-- Opening Marker --
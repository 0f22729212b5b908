pub mod extraction;
pub mod order;

pub use extraction::{ExtractOutcome, SkipReason};
pub use order::{OrderRecord, EXPORT_COLUMNS};
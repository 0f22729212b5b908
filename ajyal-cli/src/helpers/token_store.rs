use anyhow::{Context, Result};
use chrono::{DateTime, Duration, Utc};
use serde::{Deserialize, Serialize};
use std::path::PathBuf;

/// Tokens are treated as expired slightly early so a token that dies
/// mid-batch is refreshed up front instead.
const EXPIRY_SKEW_MINUTES: i64 = 5;

#[derive(Debug, Clone, Serialize, Deserialize)]
pub struct StoredTokens {
    pub access_token: String,
    pub refresh_token: Option<String>,
    pub expires_at: DateTime<Utc>,
}

/// File-backed replacement for the usual in-memory token cache: the batch
/// runs once and exits, so tokens must survive between runs.
pub struct TokenStore {
    path: PathBuf,
}

impl TokenStore {
    pub fn new(path: PathBuf) -> Self {
        Self { path }
    }

    /// Missing or unreadable token files just mean "not authorized yet".
    pub fn load(&self) -> Option<StoredTokens> {
        let raw = std::fs::read_to_string(&self.path).ok()?;
        match serde_json::from_str(&raw) {
            Ok(tokens) => Some(tokens),
            Err(e) => {
                tracing::warn!("Discarding unreadable token file {:?}: {}", self.path, e);
                None
            }
        }
    }

    pub fn save(&self, tokens: &StoredTokens) -> Result<()> {
        if let Some(parent) = self.path.parent() {
            std::fs::create_dir_all(parent)
                .with_context(|| format!("create token directory {parent:?}"))?;
        }
        let raw = serde_json::to_string_pretty(tokens).context("serialize tokens")?;
        std::fs::write(&self.path, raw)
            .with_context(|| format!("write token file {:?}", self.path))
    }

    pub fn valid_access_token(&self) -> Option<String> {
        let tokens = self.load()?;
        if Utc::now() < tokens.expires_at - Duration::minutes(EXPIRY_SKEW_MINUTES) {
            Some(tokens.access_token)
        } else {
            None
        }
    }
}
-- Closing Marker --
-- WHAT THE EXERCISE ASKS --
Lines holding the word "Deserialize" are the answer; copy each one from the records above.

-- ANSWER SPACE --
use serde::{Deserialize, Serialize};
#[derive(Debug, Clone, Serialize, Deserialize)]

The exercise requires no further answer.